Deniker was quick to note that a species, defined by Cuvier as the fertility of individuals within a given population with specific morphological characteristics, could not be as rigorously delineated with human beings as with animals or plants.  This was the case since the fertility of human beings from morphologically dissimilar groups was not experimentally verified.  “No one,” Deniker asserted, “has ever tried cross-breeding between the Australians and the Lapps (The Races of Man, “Introduction.”)”

Deniker complicated the notion of species and made due allowances for cultural determinants.   He also considered the delineation of ethnic groups according to morphological characteristics and a more rigorous understanding of species among the human genus to be limited not simply by conceptual difficulties but also through lack of evidence.  Deniker did not argue against a racial basis for ethnology.  He contended, rather, that our lack of knowledge about the fertility of specific populations precluded a precise delineation of what constituted a human species.
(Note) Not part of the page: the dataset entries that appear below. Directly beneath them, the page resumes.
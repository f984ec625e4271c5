//! # Kdata — Per-k Admissibility Tables
//!
//! Everything about k that can be frozen before the search starts:
//!
//! - **Unitary divisors of k** (`kdtab`): the d-part dividing k is always a
//!   unitary divisor d' (for each prime q | k, v_q(d') is 0 or v_q(k)). Each
//!   entry carries the cube-root count of k mod d' and a class index.
//! - **Residue classes**: admissible z residues modulo a small class modulus
//!   m, keyed by d mod m. m is 162 for k = 3 (the mod-81 constraint is
//!   classical for that k, doubled for parity), 18 for even k, 9 otherwise.
//! - **Coprime-path tables** (`km`, `kmztab`, `kmitab`, `kminv`): the four
//!   runtime moduli b used when gcd(d, k) = 1, indexed by
//!   mi = (k odd ∧ d odd) + 2·(one-z-mod-7). Layout of the Barrett contexts
//!   is fixed as [m, 2m, 7m, 14m]; callers index it as 2·(b7>1) + b2 − 1.
//! - **Sign classes** (`sgnz_index`): two bits per d mod 9 saying whether the
//!   positive-z and negative-z progressions can carry solutions.
//! - **One-z-mod-7** (`one_z_mod7`): for k ≡ ±2 (mod 7), whether d forces
//!   z ≡ 0 (mod 7), which multiplies the progression modulus by 7.
//!
//! ## Construction
//!
//! All residue tables are built by exhaustive witness search at the class
//! modulus M: a z residue zr is admissible for d residue dm iff there exist
//! x, y mod M with x + y ≡ ±dm and x³ + y³ + zr³ ≡ k (mod M). The two
//! orientations of x + y correspond to the two signs of z (for z < 0 the
//! cofactor (k − z³)/(x² − xy + y²) is positive, so x + y = +d; for large
//! positive z it is −d). A residue is excluded only when no witnesses exist,
//! so no integer solution is ever lost to these filters.

use crate::modular::{inv_mod, Barrett32};

/// One admissible divisor of k.
#[derive(Clone, Debug)]
pub struct KDivisor {
    pub d: u64,
    /// Number of cube roots of k mod d.
    pub n: u32,
    /// Index into the class table.
    pub fi: usize,
}

/// Residue-class record used on the k-divisor path.
pub struct ResidueClass {
    pub m: u32,
    pub mb: Barrett32,
    /// Admissible z residues mod m, keyed by d mod m (both signs merged).
    pub ztab: Vec<Vec<u16>>,
    /// Inverse of each unit residue mod m (0 for non-units).
    pub itab: Vec<u32>,
    /// Barrett contexts for m, 2m, 7m, 14m. The layout is load-bearing:
    /// callers select 2·(b7>1) + b2 − 1.
    pub minv: [Barrett32; 4],
}

/// Admissibility data for one k, immutable after construction.
pub struct KData {
    pub k: u32,
    pub kdtab: Vec<KDivisor>,
    /// kdmax[ki] = dmax / kdtab[ki].d.
    pub kdmax: Vec<u64>,
    pub classes: Vec<ResidueClass>,
    /// Coprime-path moduli by mi = (k odd ∧ d odd) + 2·(one-z-mod-7).
    pub km: [u32; 4],
    pub kminv: [Barrett32; 4],
    /// Admissible z residues mod km[mi], keyed by d mod km[mi].
    pub kmztab: [Vec<Vec<u16>>; 4],
    /// Inverses mod km[mi] (0 for non-units).
    pub kmitab: [Vec<u32>; 4],
    /// Two sign bits per d mod 9.
    sgn: [u8; 9],
    /// Per sign and d mod 7: (solutions exist, all force z ≡ 0 mod 7).
    /// Present only when k² ≡ 4 (mod 7).
    onez7: Option<[[(bool, bool); 7]; 2]>,
    /// Auxiliary primes for progression lifting.
    pub aux: Vec<AuxPrime>,
    /// Smallest unitary divisor of k above 1 (the smallest k-part a modulus
    /// can gain).
    pub kdmin: u64,
}

/// Admissible signed-z residues modulo a small auxiliary prime, one bitmask
/// per (sign, d mod r). Used to lift long progressions before checking.
pub struct AuxPrime {
    pub r: u32,
    /// masks[sign][d mod r], bit zr set iff z ≡ zr (mod r) can occur.
    /// Sign 0 is the positive-z orientation (x + y ≡ −d), sign 1 negative.
    pub masks: [Vec<u64>; 2],
}

/// Progression tables for one (k-divisor, d) pair after the runtime lifts:
/// the candidate z satisfy z ≡ za (mod a) and z ≡ zb (mod b) for zb in `zb`.
pub struct ProgressionBase {
    pub b: u32,
    pub binv: Barrett32,
    pub zb: Vec<u32>,
    /// a⁻¹ mod b.
    pub ainvb: u32,
}

/// Positive-z progression admissible.
pub const SGN_POS: u32 = 1;
/// Negative-z progression admissible.
pub const SGN_NEG: u32 = 2;

fn cube_mod(x: u64, m: u64) -> u64 {
    x * x % m * x % m
}

/// For each residue t mod m, the set of values x³ + y³ mod m over pairs with
/// x + y ≡ t. Returned as bitsets (m ≤ 1134 keeps them tiny).
fn cube_sum_sets(m: u32) -> Vec<Vec<bool>> {
    let m = m as u64;
    let mut sets = vec![vec![false; m as usize]; m as usize];
    for x in 0..m {
        let x3 = cube_mod(x, m);
        for y in 0..m {
            let t = (x + y) % m;
            let s = (x3 + cube_mod(y, m)) % m;
            sets[t as usize][s as usize] = true;
        }
    }
    sets
}

/// Admissible z residues mod m keyed by d mod m, merged over both signs.
fn witness_ztab(k: u32, m: u32) -> Vec<Vec<u16>> {
    let sets = cube_sum_sets(m);
    let mu = m as u64;
    (0..mu)
        .map(|dm| {
            let neg_dm = (mu - dm) % mu;
            (0..mu)
                .filter(|&zr| {
                    let need = ((k as u64 % mu) + mu - cube_mod(zr, mu)) % mu;
                    sets[dm as usize][need as usize] || sets[neg_dm as usize][need as usize]
                })
                .map(|zr| zr as u16)
                .collect()
        })
        .collect()
}

fn inverse_table(m: u32) -> Vec<u32> {
    (0..m as u64)
        .map(|r| inv_mod(r, m as u64).unwrap_or(0) as u32)
        .collect()
}

fn build_class(k: u32, m: u32) -> ResidueClass {
    ResidueClass {
        m,
        mb: Barrett32::new(m),
        ztab: witness_ztab(k, m),
        itab: inverse_table(m),
        minv: [
            Barrett32::new(m),
            Barrett32::new(2 * m),
            Barrett32::new(7 * m),
            Barrett32::new(14 * m),
        ],
    }
}

/// Unitary divisors of k, ascending, 1 first.
fn unitary_divisors(k: u32) -> Vec<u64> {
    let mut factors = Vec::new();
    let mut n = k as u64;
    let mut q = 2u64;
    while q * q <= n {
        if n % q == 0 {
            let mut pe = 1u64;
            while n % q == 0 {
                n /= q;
                pe *= q;
            }
            factors.push(pe);
        }
        q += 1;
    }
    if n > 1 {
        factors.push(n);
    }
    let mut divs = vec![1u64];
    for pe in factors {
        let len = divs.len();
        for i in 0..len {
            divs.push(divs[i] * pe);
        }
    }
    divs.sort_unstable();
    divs
}

fn count_cube_roots_small(k: u32, d: u64) -> u32 {
    (0..d).filter(|&z| cube_mod(z, d) == k as u64 % d).count() as u32
}

impl KData {
    pub fn new(k: u32, dmax: u64) -> Self {
        debug_assert!(crate::params::good_k(k));

        let m_base: u32 = if k == 3 {
            81
        } else if k % 2 == 0 {
            18
        } else {
            9
        };
        // The class modulus folds in the parity lift for odd k so that the
        // k-divisor path sees b ∈ {9,18,63,126} (or 162 for k = 3) after its
        // runtime lifts; the coprime path indexes the four variants directly.
        let km: [u32; 4] = if k % 2 == 0 {
            [m_base, m_base, 7 * m_base, 7 * m_base]
        } else {
            [m_base, 2 * m_base, 7 * m_base, 14 * m_base]
        };

        let classes = vec![build_class(k, m_base)];

        let kdtab: Vec<KDivisor> = unitary_divisors(k)
            .into_iter()
            .map(|d| KDivisor {
                d,
                n: count_cube_roots_small(k, d),
                fi: 0,
            })
            .collect();
        let kdmax: Vec<u64> = kdtab.iter().map(|e| dmax / e.d).collect();

        let kminv = [
            Barrett32::new(km[0]),
            Barrett32::new(km[1]),
            Barrett32::new(km[2]),
            Barrett32::new(km[3]),
        ];
        let kmztab = [
            witness_ztab(k, km[0]),
            witness_ztab(k, km[1]),
            witness_ztab(k, km[2]),
            witness_ztab(k, km[3]),
        ];
        let kmitab = [
            inverse_table(km[0]),
            inverse_table(km[1]),
            inverse_table(km[2]),
            inverse_table(km[3]),
        ];

        // Sign bits from mod-9 solvability per orientation of x + y.
        let sets9 = cube_sum_sets(9);
        let mut sgn = [0u8; 9];
        for dm in 0..9u64 {
            let mut bits = 0u8;
            for zr in 0..9u64 {
                let need = ((k as u64 % 9) + 9 - cube_mod(zr, 9)) % 9;
                if sets9[((9 - dm) % 9) as usize][need as usize] {
                    bits |= SGN_POS as u8;
                }
                if sets9[dm as usize][need as usize] {
                    bits |= SGN_NEG as u8;
                }
            }
            sgn[dm as usize] = bits;
        }

        let onez7 = if (k as u64 * k as u64) % 7 == 4 {
            let mut tab = [[(false, false); 7]; 2];
            for (si, tab_s) in tab.iter_mut().enumerate() {
                // si 0: z > 0 so x + y ≡ −d; si 1: z < 0 so x + y ≡ +d.
                for dm in 0..7u64 {
                    let target = if si == 0 { (7 - dm) % 7 } else { dm };
                    let mut exists = false;
                    let mut forced = true;
                    for x in 0..7u64 {
                        for y in 0..7u64 {
                            if (x + y) % 7 != target {
                                continue;
                            }
                            for z in 0..7u64 {
                                let s = (cube_mod(x, 7) + cube_mod(y, 7) + cube_mod(z, 7)) % 7;
                                if s == k as u64 % 7 {
                                    exists = true;
                                    if z != 0 {
                                        forced = false;
                                    }
                                }
                            }
                        }
                    }
                    tab_s[dm as usize] = (exists, forced);
                }
            }
            Some(tab)
        } else {
            None
        };

        // Lifting only pays on primes ≡ 1 (mod 3), where the cubic character
        // kills about two thirds of the residues; the bitmask bound keeps
        // r < 64.
        let aux = [7u32, 13, 19, 31, 37, 43, 61]
            .iter()
            .filter(|&&r| k % r != 0)
            .map(|&r| {
                let sets = cube_sum_sets(r);
                let ru = r as u64;
                let mut masks = [vec![0u64; r as usize], vec![0u64; r as usize]];
                for (si, mask_s) in masks.iter_mut().enumerate() {
                    for dm in 0..ru {
                        let target = if si == 0 { (ru - dm) % ru } else { dm };
                        let mut bits = 0u64;
                        for zr in 0..ru {
                            let need = ((k as u64 % ru) + ru - cube_mod(zr, ru)) % ru;
                            if sets[target as usize][need as usize] {
                                bits |= 1 << zr;
                            }
                        }
                        mask_s[dm as usize] = bits;
                    }
                }
                AuxPrime { r, masks }
            })
            .collect();

        let kdmin = kdtab.get(1).map(|e| e.d).unwrap_or(u64::MAX);

        KData {
            k,
            kdtab,
            kdmax,
            classes,
            km,
            kminv,
            kmztab,
            kmitab,
            sgn,
            onez7,
            aux,
            kdmin,
        }
    }

    /// The progression modulus b alone, without materializing the z-residue
    /// tables. The dispatcher needs b to size progressions before deciding
    /// whether the tables are worth building at all.
    pub fn progression_modulus(&self, ki: usize, d: u64, si: u32) -> u32 {
        let one7 = self.one_z_mod7(d, si);
        let b7: u32 = if one7 { 7 } else { 1 };
        if ki == 0 {
            let mi = ((self.k & 1) & d as u32 & 1) as usize + if one7 { 2 } else { 0 };
            return self.km[mi];
        }
        let m = self.classes[self.kdtab[ki].fi].m;
        let b2: u32 = 1 + (m & 1 & d as u32);
        m * b2 * b7
    }

    /// Progression tables for the coprime path (ki = 0, a = d) or a k-divisor
    /// path (ki ≥ 1, d = a·kdtab[ki].d), with the parity and mod-7 lifts
    /// applied. Returns None when no z residue is admissible for this d.
    pub fn progression_base(&self, ki: usize, a: u64, d: u64, si: u32) -> Option<ProgressionBase> {
        let one7 = self.one_z_mod7(d, si);
        if ki == 0 {
            debug_assert_eq!(a, d);
            let mi = ((self.k & 1) & d as u32 & 1) as usize + if one7 { 2 } else { 0 };
            let b = self.km[mi];
            let binv = self.kminv[mi];
            let db = binv.reduce(d) as usize;
            let zb: Vec<u32> = self.kmztab[mi][db].iter().map(|&z| z as u32).collect();
            if zb.is_empty() {
                return None;
            }
            let ainvb = self.kmitab[mi][db];
            debug_assert_ne!(ainvb, 0);
            return Some(ProgressionBase { b, binv, zb, ainvb });
        }

        let class = &self.classes[self.kdtab[ki].fi];
        let m = class.m;
        let dm = class.mb.reduce(d) as usize;
        let mut zb: Vec<u32> = class.ztab[dm].iter().map(|&z| z as u32).collect();
        if zb.is_empty() {
            return None;
        }
        let b2: u32 = 1 + (m & 1 & d as u32);
        let b7: u32 = if one7 { 7 } else { 1 };
        let b = m * b2 * b7;
        let mut ainvb = class.itab[class.mb.reduce(a) as usize];
        debug_assert_ne!(ainvb, 0);
        if b2 > 1 {
            // Lift to the even z representative mod 2m and keep a⁻¹ odd.
            for z in zb.iter_mut() {
                if *z & 1 == 1 {
                    *z += m;
                }
            }
            if ainvb & 1 == 0 {
                ainvb += m;
            }
        }
        if b7 > 1 {
            let b2m = b2 * m;
            for z in zb.iter_mut() {
                *z = Self::crt7(*z, b2m, 0);
            }
            ainvb = Self::crt7(ainvb, b2m, Self::inv7(a));
        }
        let binv = class.minv[(2 * (b7 > 1) as usize + b2 as usize) - 1];
        debug_assert_eq!(binv.m, b);
        Some(ProgressionBase { b, binv, zb, ainvb })
    }

    /// True iff k ≡ ±2 (mod 7), i.e. the big-prime driver needs the second
    /// (l₇, 7·b) track.
    pub fn two_track_mod7(&self) -> bool {
        self.onez7.is_some()
    }

    /// Two-bit sign class of d: which of the ±z progressions can carry
    /// solutions, from the mod-9 tables.
    #[inline]
    pub fn sgnz_index(&self, d: u64) -> u32 {
        self.sgn[(d % 9) as usize] as u32
    }

    /// True iff every admissible orientation of d forces z ≡ 0 (mod 7).
    /// Always false unless k ≡ ±2 (mod 7).
    pub fn one_z_mod7(&self, d: u64, si: u32) -> bool {
        let Some(tab) = &self.onez7 else {
            return false;
        };
        let dm = (d % 7) as usize;
        let mut any = false;
        if si & SGN_POS != 0 {
            let (exists, forced) = tab[0][dm];
            if exists {
                if !forced {
                    return false;
                }
                any = true;
            }
        }
        if si & SGN_NEG != 0 {
            let (exists, forced) = tab[1][dm];
            if exists {
                if !forced {
                    return false;
                }
                any = true;
            }
        }
        any
    }

    /// CRT lift of residue z mod m to residue t mod 7, result mod 7m.
    /// Requires gcd(m, 7) = 1.
    pub fn crt7(z: u32, m: u32, t: u32) -> u32 {
        let minv7 = inv_mod(m as u64 % 7, 7).unwrap_or(0) as u32;
        let diff = (t + 7 - z % 7) % 7;
        z + m * (diff * minv7 % 7)
    }

    /// Inverse of a mod 7 (a not divisible by 7).
    pub fn inv7(a: u64) -> u32 {
        inv_mod(a % 7, 7).unwrap_or(0) as u32
    }
}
Deniker took great stock in the importance of cranial measurements for physical anthropology. His claim that his science was distinct from that of phrenology, but there nevertheless was a “remote connection” between the size of the cranium walls and that of the brain.  As importantly, the size and shape of the skull “exhibits the greatest number of well-marked variations,” and “the differences in the form and the dimensions of the skull in correlation with those of the brain and the masicatory organ (the jaw and teeth,) serve to distinguish races and species, both in man and in other vertebra” (54.)  The skull, furthermore, has preserved the features of human beings throughout history. Deniker, much like Samuel Morton and Josiah Nott, begins to discuss cranial capacity.

The races of Europe possessed a cranial capacity of 1500 to 1600 cubic centimeters while Australian “bushmen” had a cranial capacity of 1250 to 1350 cubic centimeters (56.)  The differences in cranial capacity point to differences in brain weight, which Deniker arranges in a sliding scale from European to Australasian, with the notable exception of the Eskimo, who has the largest cranium capacity.  This difference holds true even with differences in weight and stature (100.)  It was not merely the weight of the brain which affected “psychic processes,” nor the size of the cerebral cortex, but the number of “sinuous folds” in the cortex.  A study of the distinctiveness of “sinuous folds” had yet to be attempted for all races (101.)

The “Northern Race” — later critical for Madison Grant, author of “The Passing of the Great Race” — was “fair, dolichocephalic, and of very high stature,” and found in Denmark, Sweden, and Norway, as well as England and Scotland.  (325-328.) Deniker does not explicitly argue that there is an exact correspondence between cranial measurements and what we would now consider “intelligence” nor does he unambiguously deem non-white races inferior to Europeans.  However, a bias towards European whiteness runs throughout his text.

Deniker is neither a forbearer of Boas nor of the evolutionary synthesis.  Deniker is very much a nineteenth century ethnologist.  In his work, some passages point to the future of anthropology as the study of culture, while others suggest biological reductionism.  While not a racial theorist on the level of Josiah Nott, Deniker still bequeaths virulent materials for future racial theorists, among them Madison Grant, whom I will discuss in the next post.



1. EJ Sampson - November 26, 2012

Was wondering if you would probe a bit at the various meanings of ethnic groups based on Deniker’s thought. Have recently noted that Ashley Montagau in the 1940s is very busy quoting from Huxley and Haddon who base their work in part on Deniker’s, and uses ethnic almost as a sub-species. Yet later on Montagau seems to use the word in more of its cultural sense that still arguably maintains a tie to race.